I have entrusted her with my health, and she cannot see it.

Eventually, the doctor enters. Both of my ears are infected, and I’m prescribed antibiotics.

He gives me detailed instructions on how to use the eardrops and advises me to take all of the medicine as prescribed. As the visit wraps up, I ask the doctor if there’s anything else I should do for aftercare.

“You should lose some weight.”

This moment is familiar, too. It leaves me disappointed and unsurprised. When I seek medical care, many providers only seem to see my weight. Whatever the diagnosis, weight loss is its prescribed treatment. I explain what I eat, how much I exercise, my history of low blood pressure, and general good health. It only rarely influences my course of treatment. Because the biggest predictor of my health, even in the eyes of professionals, is my dress size. I have proven myself an irresponsible owner of my own body. Every detail I provide is suspect.

And I am not alone. Many fat people find the doctor’s office — which should be safe, confidential, and constructive — is instead a home for shame and rejection. Health care providers congratulate fat people for their eating disorders, they tell patients they should lose weight if they “want to be beautiful,” and fat people are given lectures on weight loss instead of receiving medical treatment.

Like all of us, health care providers can be products of a culture that teaches us to shame, exclude, and be disgusted with fat people.

Image via iStock.

Often, it can show in their treatment of fat patients.

A growing body of research shows that doctors are less likely to show empathy for fat patients, making many unable to take in important diagnostic information. Doctors are more likely to describe fat patients like me as awkward, unattractive, noncompliant — even weak-willed and lazy. Because despite extraordinary training and expertise in medicine, health care providers are products of a culture that shames and rejects fat people. And those beliefs inform important, sweeping health care policy decisions.

When thin friends and family talk to me about my health, this is a part they almost never imagine: Getting basic health care, from regular check-ups to minor interventions, requires tenacious self-advocacy. Because in the doctor’s office — just like the rest of the world — I am forced to defend my body at every turn just to get my basic needs met. Unlike other patients, I must prostrate myself, prove that I am worthy of treatment.

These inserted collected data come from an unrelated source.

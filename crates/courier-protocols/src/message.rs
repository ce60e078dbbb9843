//! Message and application definitions.
//!
//! The scheduler only looks at `id`, `application_id` and `postponed_at`;
//! everything else is payload carried through to subscribers.

use chrono::{DateTime, Utc};
use serde::{Deserialize, Serialize};

use crate::types::{ApplicationId, Extras, MessageId, UserId};

/// A persisted message.
#[derive(Debug, Clone, PartialEq, Serialize, Deserialize)]
pub struct Message {
    pub id: MessageId,

    /// Application the message was sent through.
    pub application_id: ApplicationId,

    pub title: String,

    pub message: String,

    pub priority: i32,

    #[serde(default, skip_serializing_if = "Option::is_none")]
    pub extras: Option<Extras>,

    /// Creation time.
    pub date: DateTime<Utc>,

    /// Delivery is held back until this instant. `None` means deliverable.
    #[serde(default, skip_serializing_if = "Option::is_none")]
    pub postponed_at: Option<DateTime<Utc>>,
}

impl Message {
    /// Whether the message is waiting for a deferred delivery.
    pub fn is_postponed(&self) -> bool {
        self.postponed_at.is_some()
    }
}

/// A message as submitted, before the store assigns an id.
#[derive(Debug, Clone, Default, PartialEq, Serialize, Deserialize)]
pub struct NewMessage {
    /// Falls back to the application name when empty.
    #[serde(default)]
    pub title: String,

    pub message: String,

    /// Falls back to the application's default priority.
    #[serde(default, skip_serializing_if = "Option::is_none")]
    pub priority: Option<i32>,

    #[serde(default, skip_serializing_if = "Option::is_none")]
    pub extras: Option<Extras>,

    #[serde(default, skip_serializing_if = "Option::is_none")]
    pub postponed_at: Option<DateTime<Utc>>,
}

impl NewMessage {
    pub fn new(message: impl Into<String>) -> Self {
        Self {
            message: message.into(),
            ..Default::default()
        }
    }

    pub fn with_title(mut self, title: impl Into<String>) -> Self {
        self.title = title.into();
        self
    }

    pub fn with_priority(mut self, priority: i32) -> Self {
        self.priority = Some(priority);
        self
    }

    pub fn with_extras(mut self, extras: Extras) -> Self {
        self.extras = Some(extras);
        self
    }

    pub fn postponed_until(mut self, at: DateTime<Utc>) -> Self {
        self.postponed_at = Some(at);
        self
    }

    /// Materialize into a stored message for application `application_id`.
    ///
    /// `title` and `priority` must already have their defaults applied.
    pub fn into_message(
        self,
        id: MessageId,
        application_id: ApplicationId,
        date: DateTime<Utc>,
    ) -> Message {
        Message {
            id,
            application_id,
            title: self.title,
            message: self.message,
            priority: self.priority.unwrap_or_default(),
            extras: self.extras,
            date,
            postponed_at: self.postponed_at,
        }
    }
}

/// An application: the sending side of messages, owned by one user.
#[derive(Debug, Clone, PartialEq, Eq, Serialize, Deserialize)]
pub struct Application {
    pub id: ApplicationId,
    pub user_id: UserId,
    pub name: String,
    #[serde(default)]
    pub default_priority: i32,
}

impl Application {
    pub fn new(id: ApplicationId, user_id: UserId, name: impl Into<String>) -> Self {
        Self {
            id,
            user_id,
            name: name.into(),
            default_priority: 0,
        }
    }

    pub fn with_default_priority(mut self, priority: i32) -> Self {
        self.default_priority = priority;
        self
    }
}

#[cfg(test)]
#[path = "message_tests.rs"]
mod tests;
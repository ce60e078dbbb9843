//! In-memory message store.

use std::collections::{BTreeMap, HashMap};
use std::sync::atomic::{AtomicU64, Ordering};

use async_trait::async_trait;
use chrono::{DateTime, Utc};
use tokio::sync::RwLock;

use courier_protocols::{
    Application, ApplicationDirectory, ApplicationId, DirectoryError, Message, MessageId,
    MessageStore, NewMessage, StoreError, UserId,
};

/// In-memory message store and application directory.
pub struct MemoryMessageStore {
    messages: RwLock<BTreeMap<MessageId, Message>>,
    applications: RwLock<HashMap<ApplicationId, Application>>,
    next_id: AtomicU64,
}

impl MemoryMessageStore {
    /// Create an empty store.
    pub fn new() -> Self {
        Self {
            messages: RwLock::new(BTreeMap::new()),
            applications: RwLock::new(HashMap::new()),
            next_id: AtomicU64::new(1),
        }
    }

    /// Register an application, replacing one with the same id.
    pub async fn add_application(&self, application: Application) {
        self.applications.write().await.insert(application.id, application);
    }

    /// Forget an application. Its messages are kept.
    pub async fn remove_application(&self, id: ApplicationId) -> Option<Application> {
        self.applications.write().await.remove(&id)
    }

    /// Number of stored messages.
    pub async fn len(&self) -> usize {
        self.messages.read().await.len()
    }

    pub async fn is_empty(&self) -> bool {
        self.messages.read().await.is_empty()
    }
}

impl Default for MemoryMessageStore {
    fn default() -> Self {
        Self::new()
    }
}

#[async_trait]
impl MessageStore for MemoryMessageStore {
    async fn get(&self, id: MessageId) -> Result<Option<Message>, StoreError> {
        Ok(self.messages.read().await.get(&id).cloned())
    }

    async fn list_due_at_or_after(&self, instant: DateTime<Utc>) -> Result<Vec<Message>, StoreError> {
        let messages = self.messages.read().await;
        let mut due: Vec<Message> = messages
            .values()
            .filter(|m| m.postponed_at.is_some_and(|at| at >= instant))
            .cloned()
            .collect();
        due.sort_by_key(|m| (m.postponed_at, m.id));
        Ok(due)
    }

    async fn count_overdue(&self, instant: DateTime<Utc>) -> Result<u64, StoreError> {
        let messages = self.messages.read().await;
        let overdue = messages
            .values()
            .filter(|m| m.postponed_at.is_some_and(|at| at < instant))
            .count();
        Ok(overdue as u64)
    }

    async fn list_by_application(&self, application_id: ApplicationId) -> Result<Vec<Message>, StoreError> {
        let messages = self.messages.read().await;
        Ok(messages
            .values()
            .filter(|m| m.application_id == application_id)
            .cloned()
            .collect())
    }

    async fn set_postponement(
        &self,
        id: MessageId,
        postponed_at: Option<DateTime<Utc>>,
    ) -> Result<(), StoreError> {
        let mut messages = self.messages.write().await;
        let message = messages
            .get_mut(&id)
            .ok_or_else(|| StoreError::NotFound(id.to_string()))?;
        message.postponed_at = postponed_at;
        Ok(())
    }

    async fn create(
        &self,
        application_id: ApplicationId,
        message: NewMessage,
        date: DateTime<Utc>,
    ) -> Result<Message, StoreError> {
        let id = MessageId(self.next_id.fetch_add(1, Ordering::SeqCst));
        let message = message.into_message(id, application_id, date);
        self.messages.write().await.insert(id, message.clone());
        Ok(message)
    }

    async fn delete(&self, id: MessageId) -> Result<(), StoreError> {
        self.messages.write().await.remove(&id);
        Ok(())
    }

    async fn delete_by_application(&self, application_id: ApplicationId) -> Result<u64, StoreError> {
        let mut messages = self.messages.write().await;
        let before = messages.len();
        messages.retain(|_, m| m.application_id != application_id);
        Ok((before - messages.len()) as u64)
    }
}

#[async_trait]
impl ApplicationDirectory for MemoryMessageStore {
    async fn applications_owned_by(&self, user_id: UserId) -> Result<Vec<Application>, DirectoryError> {
        let applications = self.applications.read().await;
        let mut owned: Vec<Application> = applications
            .values()
            .filter(|app| app.user_id == user_id)
            .cloned()
            .collect();
        owned.sort_by_key(|app| app.id);
        Ok(owned)
    }

    async fn get_application(
        &self,
        application_id: ApplicationId,
    ) -> Result<Option<Application>, DirectoryError> {
        Ok(self.applications.read().await.get(&application_id).cloned())
    }
}

#[cfg(test)]
#[path = "memory_tests.rs"]
mod tests;
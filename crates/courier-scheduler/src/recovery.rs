//! Startup recovery: rebuild the job table from the store.

use std::sync::atomic::Ordering;

use chrono::Utc;
use serde::Serialize;
use tracing::{info, warn};

use crate::error::{ScheduleError, ScheduleResult};
use crate::scheduler::Scheduler;

/// Outcome of [`Scheduler::recover_all`].
#[derive(Debug, Clone, Copy, Default, PartialEq, Eq, Serialize)]
pub struct RecoveryReport {
    /// Messages given a job.
    pub scheduled: usize,

    /// Messages the timer engine refused.
    pub failed: usize,

    /// Messages that came due while the process was down. They are left
    /// postponed and are not delivered.
    pub overdue_skipped: u64,
}

impl Scheduler {
    /// Schedule every message whose postponement is at or after now.
    ///
    /// Runs once per scheduler, before external requests are accepted. A
    /// second call fails with [`ScheduleError::RecoveryAlreadyRun`]; a call
    /// that fails to read the store may be retried.
    pub async fn recover_all(&self) -> ScheduleResult<RecoveryReport> {
        if self.inner.recovered.swap(true, Ordering::SeqCst) {
            return Err(ScheduleError::RecoveryAlreadyRun);
        }

        let now = Utc::now();
        let due = match self.inner.store.list_due_at_or_after(now).await {
            Ok(due) => due,
            Err(e) => {
                self.inner.recovered.store(false, Ordering::SeqCst);
                return Err(e.into());
            }
        };

        let mut report = RecoveryReport::default();
        for message in due {
            let Some(at) = message.postponed_at else {
                continue;
            };
            match self.schedule_message(message.id, at) {
                Ok(()) => report.scheduled += 1,
                Err(e) => {
                    report.failed += 1;
                    warn!("Recovery could not schedule message {}: {}", message.id, e);
                }
            }
        }

        match self.inner.store.count_overdue(now).await {
            Ok(overdue) => report.overdue_skipped = overdue,
            Err(e) => warn!("Could not count overdue messages: {}", e),
        }
        if report.overdue_skipped > 0 {
            warn!(
                "{} postponed message(s) came due while offline and will not be delivered \
                 until postponed again",
                report.overdue_skipped
            );
        }

        info!(
            "Recovery scheduled {} message(s), {} failed",
            report.scheduled, report.failed
        );
        Ok(report)
    }
}

#[cfg(test)]
#[path = "recovery_tests.rs"]
mod tests;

And that’s made possible by the way we all talk about being fat — all of which muddies our ability to measure health in more complex, precise ways. I think we use “losing weight” and “getting healthy” interchangeably. We reject fat people’s accounts of their own weight loss attempts, opting instead to believe that they simply haven’t tried hard enough, or don’t know how.

When we talk about fatness as the only real measure of health, we bypass many other pieces of the puzzle: nutrition, heart rate, blood pressure, sleep patterns, mental health, family histories. We ignore precise, important measures of health, collapsing all that complexity into the size of someone’s body, believing that to be the most accurate and trustworthy measure of a person’s health. This is what happens to me. My health is disregarded, all because of how I look.

In order to get accurate diagnoses and real treatments to fat patients, we’ll all need to examine our own thinking about fat people and health.

Changing the conversation around fat and health will take more work than that — but it’s a place to start. Because as it stands, few of us are willing to believe that fat people could have health problems stemming from anything other than their fat bodies.